Ce mercredi 21 avril 2010, toutes les cloches de la ville ont sonné ensemble, des concerts de musique, des spectacles de samba, un feu d'artifice, ont eu lieu pour fêter l'événement : il y a 50 ans - le 21 avril 1960 - était inaugurée en grande pompe la ville de Brasilia, nouvelle capitale administrative du géant sud-américain. Sortie ex nihilo sur une terre poussiéreuse en seulement cinq ans, elle a été commandée par le président Juscelino Kubitschek pour ramener vers les terres intérieures des populations engorgeant les côtes du littoral. Classée patrimoine de l'humanité par l'Unesco en 1987, elle marque l'histoire de l'urbanisme et de l'architecture, ayant fait la réputation de l'architecte Oscar Niemeyer - 103 ans aujourd'hui - qui en signe les plus fameux bâtiments, celle de Lucio Costa, l'urbaniste et enfin celle du paysagiste Roberto Brule Marx.
L'utopie du Plano piloto
A eux trois, ou plutôt quatre en incluant le président Kubitschek, sans qui rien n'aurait été possible, ils ont créé de nouveaux modèles d'urbanisme, d'architecture et d'harmonie urbaine. Brasilia est notamment l'un des symboles de l'architecture moderne, avec ses bâtiments, monuments de bétons, aux courbes artistiques et aux lignes audacieuses. Elle a surtout marqué son temps de par sa démarche utopiste et futuriste pour l'époque. Tous étaient en effet empreints d'une volonté de bâtir la ville d'un monde meilleur - la modernité étant pour eux liée au progrès social - et d'apporter par là-même, la vie dans l'intérieur du pays. Construite à partir de rien et loin de tout, en plein milieu de la forêt vierge à 1.000 km des côtes, mais portée par un optimisme sans faille.
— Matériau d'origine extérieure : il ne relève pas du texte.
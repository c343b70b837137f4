//! Source composition for configuration loading.

pub mod policy;
pub mod service;
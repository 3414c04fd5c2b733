use crate::base::{Axis, Schematization, Zone, MAX_CELLS_PER_ZONE};
use crate::StrError;
use plotpy::linspace;
use russell_lab::Vector;
use serde::{Deserialize, Serialize};

/// Holds the cell boundaries, widths, and centers along one axis
///
/// The boundaries are strictly monotonic: ascending for the radial and transverse
/// axes and descending (from the top) for the vertical axis.
///
/// ```text
///  boundaries:  b0      b1          b2    b3
///               |-------|-----------|-----|
///  widths:         w0        w1       w2
///  centers:        c0        c1       c2
/// ```
#[derive(Clone, Debug, Serialize, Deserialize)]
pub struct AxisDiscretization {
    /// The axis
    pub axis: Axis,

    /// Cell edges (ncell + 1)
    pub boundaries: Vector,

    /// Cell widths (ncell); always positive
    pub widths: Vector,

    /// Cell centers (ncell)
    pub centers: Vector,

    /// Zone edges where the resolution may change (sorted like the boundaries)
    pub refinement_bounds: Vec<f64>,
}

impl AxisDiscretization {
    /// Merges the subdivisions of all zones into a single set of cell boundaries
    ///
    /// # Input
    ///
    /// * `schematization` -- the zones
    /// * `categories` -- the categories to scan, in order
    /// * `axis` -- which axis to discretize (defines the attribute names and the sort direction)
    /// * `res_max` -- default maximum cell size for zones without count or resolution
    ///
    /// # Subdivisions
    ///
    /// The number of cells `n` of a zone in `[min, max]` is:
    ///
    /// 1. the explicit count (`ncols`, `nrows`, `nlayers`), if given; otherwise
    /// 2. `ceil((max - min) / res)` with the zone resolution (`res_hor`, `res_vert`), if given; otherwise
    /// 3. `ceil((max - min) / res_max)` if `res_max` is given; otherwise
    /// 4. one
    ///
    /// Zones without both bounds along the axis are skipped. A zone may contribute at
    /// most [MAX_CELLS_PER_ZONE] cells.
    pub fn new(
        schematization: &Schematization,
        categories: &[&str],
        axis: Axis,
        res_max: Option<f64>,
    ) -> Result<Self, StrError> {
        if let Some(res) = res_max {
            if res <= 0.0 {
                return Err("default maximum resolution must be > 0.0");
            }
        }
        let mut pool = Vec::new();
        let mut edges = Vec::new();
        for (category, name, zone) in schematization.zones(categories)? {
            let (min, max) = match zone.bounds(axis) {
                (Some(min), Some(max)) => (min, max),
                _ => {
                    log::debug!("{}/{}: no {:?} bounds; zone skipped", category, name, axis);
                    continue;
                }
            };
            if max <= min {
                log::error!("{}/{}: invalid {:?} bounds [{}, {}]", category, name, axis, min, max);
                return Err("axis bounds must satisfy max > min");
            }
            let n = subdivisions(zone, axis, min, max, res_max)?;
            pool.extend(linspace(min, max, n + 1));
            edges.push(min);
            edges.push(max);
        }
        let boundaries = merge(axis, pool);
        if boundaries.len() < 2 {
            log::error!("no zone in {:?} defines the {:?} extent of the model", categories, axis);
            return Err("at least two distinct boundaries are required along each axis");
        }
        let refinement_bounds = merge(axis, edges);
        let mut discretization = AxisDiscretization::from_boundaries(axis, &boundaries)?;
        discretization.refinement_bounds = refinement_bounds;
        Ok(discretization)
    }

    /// Allocates a new instance from a sequence of cell boundaries
    ///
    /// The boundaries must be strictly monotonic in the direction of the axis.
    pub fn from_boundaries(axis: Axis, boundaries: &[f64]) -> Result<Self, StrError> {
        let nb = boundaries.len();
        if nb < 2 {
            return Err("at least two distinct boundaries are required along each axis");
        }
        let sign = if axis.ascending() { 1.0 } else { -1.0 };
        for i in 1..nb {
            if sign * (boundaries[i] - boundaries[i - 1]) <= 0.0 {
                return Err("boundaries must be strictly monotonic along the axis");
            }
        }

        // widths
        let ncell = nb - 1;
        let mut widths = Vector::new(ncell);
        for i in 0..ncell {
            widths[i] = axis.round(f64::abs(boundaries[i + 1] - boundaries[i]));
        }

        // centers: the distance between two consecutive centers is the mean of the two widths
        let mut centers = Vector::new(ncell);
        centers[0] = boundaries[0] + sign * 0.5 * widths[0];
        for i in 1..ncell {
            centers[i] = centers[i - 1] + sign * 0.5 * (widths[i - 1] + widths[i]);
        }

        Ok(AxisDiscretization {
            axis,
            boundaries: Vector::from(&boundaries.to_vec()),
            widths,
            centers,
            refinement_bounds: vec![boundaries[0], boundaries[nb - 1]],
        })
    }

    /// Returns the number of cells
    pub fn n_cell(&self) -> usize {
        self.widths.dim()
    }

    /// Returns the first boundary (model top for the vertical axis)
    pub fn top(&self) -> f64 {
        self.boundaries[0]
    }

    /// Returns all boundaries after the first (layer bottoms for the vertical axis)
    pub fn bottoms(&self) -> Vec<f64> {
        self.boundaries.as_data()[1..].to_vec()
    }

    /// Returns the (min, max) coordinates spanned by the cells
    pub fn extent(&self) -> (f64, f64) {
        let first = self.boundaries[0];
        let last = self.boundaries[self.boundaries.dim() - 1];
        (f64::min(first, last), f64::max(first, last))
    }
}

/// Returns the number of cells a zone contributes in [min, max]
fn subdivisions(zone: &Zone, axis: Axis, min: f64, max: f64, res_max: Option<f64>) -> Result<usize, StrError> {
    if let Some(count) = zone.count(axis) {
        if count < 1 {
            return Err("refinement count must be ≥ 1");
        }
        if count as u64 > MAX_CELLS_PER_ZONE as u64 {
            return Err("too many cells along an axis");
        }
        return Ok(count as usize);
    }
    let resolution = match zone.resolution(axis) {
        Some(res) => {
            if res <= 0.0 {
                return Err("resolution must be > 0.0");
            }
            res
        }
        None => match res_max {
            Some(res) => res,
            None => return Ok(1),
        },
    };
    let n = f64::ceil((max - min) / resolution);
    if !(n <= MAX_CELLS_PER_ZONE as f64) {
        return Err("too many cells along an axis");
    }
    Ok(usize::max(1, n as usize))
}

/// Rounds, sorts, and removes duplicates according to the axis
fn merge(axis: Axis, mut values: Vec<f64>) -> Vec<f64> {
    for v in values.iter_mut() {
        *v = axis.round(*v);
    }
    if axis.ascending() {
        values.sort_by(|a, b| a.total_cmp(b));
    } else {
        values.sort_by(|a, b| b.total_cmp(a));
    }
    values.dedup();
    values
}

////////////////////////////////////////////////////////////////////////////////////////////////////////////////////////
Le chantier fut d'ailleurs titanesque : les ouvriers ont travaillé 24h/24, dans des conditions extrêmement difficiles pour que soit tenue la promesse faite par Juscelino Kubitschek, de réaliser «50 ans de progrès en cinq ans». Sa construction fut lancée en 1957, après que Lucio Costa remporte le projet, avec son Plano piloto - plan pilote - en forme d'avion ou de croix. En axes droits et structures linéaires, propres à l'urbanisme contemporain. «Les ailes (sud et nord) sont constitués d'un axe routier et d'axes latéraux (est-ouest) intégrés et bordés de grands secteurs résidentiels, composés d'ensembles longitudinaux de trois ou six blocs, séparés perpendiculairement par des voies où fonctionnent des commerces, des écoles et des ères de loisirs», explique Cêça de Guimaraens, architecte et professeur, sur le site de l'ambassade du Brésil en France. L'ensemble des quatre 'super-blocs' ainsi constitués s'appelle «Unité de Voisinage», chacune étant affectée à une fonction donnée : l'habitat, les lieux de pouvoirs, les espaces verts, les lieux de travail et de service.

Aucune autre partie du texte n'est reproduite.